### BRIEF
Only one range belongs in the answer: the line holding "self.messages.push(message);" through the last line of the records, reproduced as is.

### Records contained in a dataset

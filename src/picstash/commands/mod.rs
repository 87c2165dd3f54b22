use crate::config::PicstashConfig;
use crate::model::{Slot, SlotInfo};

pub mod add;
pub mod config;
pub mod list;
pub mod next;

#[derive(Debug, Clone)]
pub enum MessageLevel {
    Info,
    Success,
    Warning,
    Error,
}

#[derive(Debug, Clone)]
pub struct CmdMessage {
    pub level: MessageLevel,
    pub content: String,
}

impl CmdMessage {
    pub fn info(content: impl Into<String>) -> Self {
        Self {
            level: MessageLevel::Info,
            content: content.into(),
        }
    }

    pub fn success(content: impl Into<String>) -> Self {
        Self {
            level: MessageLevel::Success,
            content: content.into(),
        }
    }

    pub fn warning(content: impl Into<String>) -> Self {
        Self {
            level: MessageLevel::Warning,
            content: content.into(),
        }
    }

    pub fn error(content: impl Into<String>) -> Self {
        Self {
            level: MessageLevel::Error,
            content: content.into(),
        }
    }
}

#[derive(Debug, Default)]
pub struct CmdResult {
    pub slot: Option<Slot>,
    pub next_id: Option<u32>,
    pub listed_slots: Vec<SlotInfo>,
    pub config: Option<PicstashConfig>,
    pub messages: Vec<CmdMessage>,
}

impl CmdResult {
    pub fn add_message(&mut self, message: CmdMessage) {
        self.messages.push(message);
    }

    pub fn with_slot(mut self, slot: Slot) -> Self {
        self.slot = Some(slot);
        self
    }

    pub fn with_next_id(mut self, id: u32) -> Self {
        self.next_id = Some(id);
        self
    }

    pub fn with_listed_slots(mut self, slots: Vec<SlotInfo>) -> Self {
        self.listed_slots = slots;
        self
    }

    pub fn with_config(mut self, config: PicstashConfig) -> Self {
        self.config = Some(config);
        self
    }
}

### RESULT OF THE TASK
        self.messages.push(message);
    }

    pub fn with_slot(mut self, slot: Slot) -> Self {
        self.slot = Some(slot);
        self
    }

    pub fn with_next_id(mut self, id: u32) -> Self {
        self.next_id = Some(id);
        self
    }

    pub fn with_listed_slots(mut self, slots: Vec<SlotInfo>) -> Self {
        self.listed_slots = slots;
        self
    }

    pub fn with_config(mut self, config: PicstashConfig) -> Self {
        self.config = Some(config);
        self
    }
}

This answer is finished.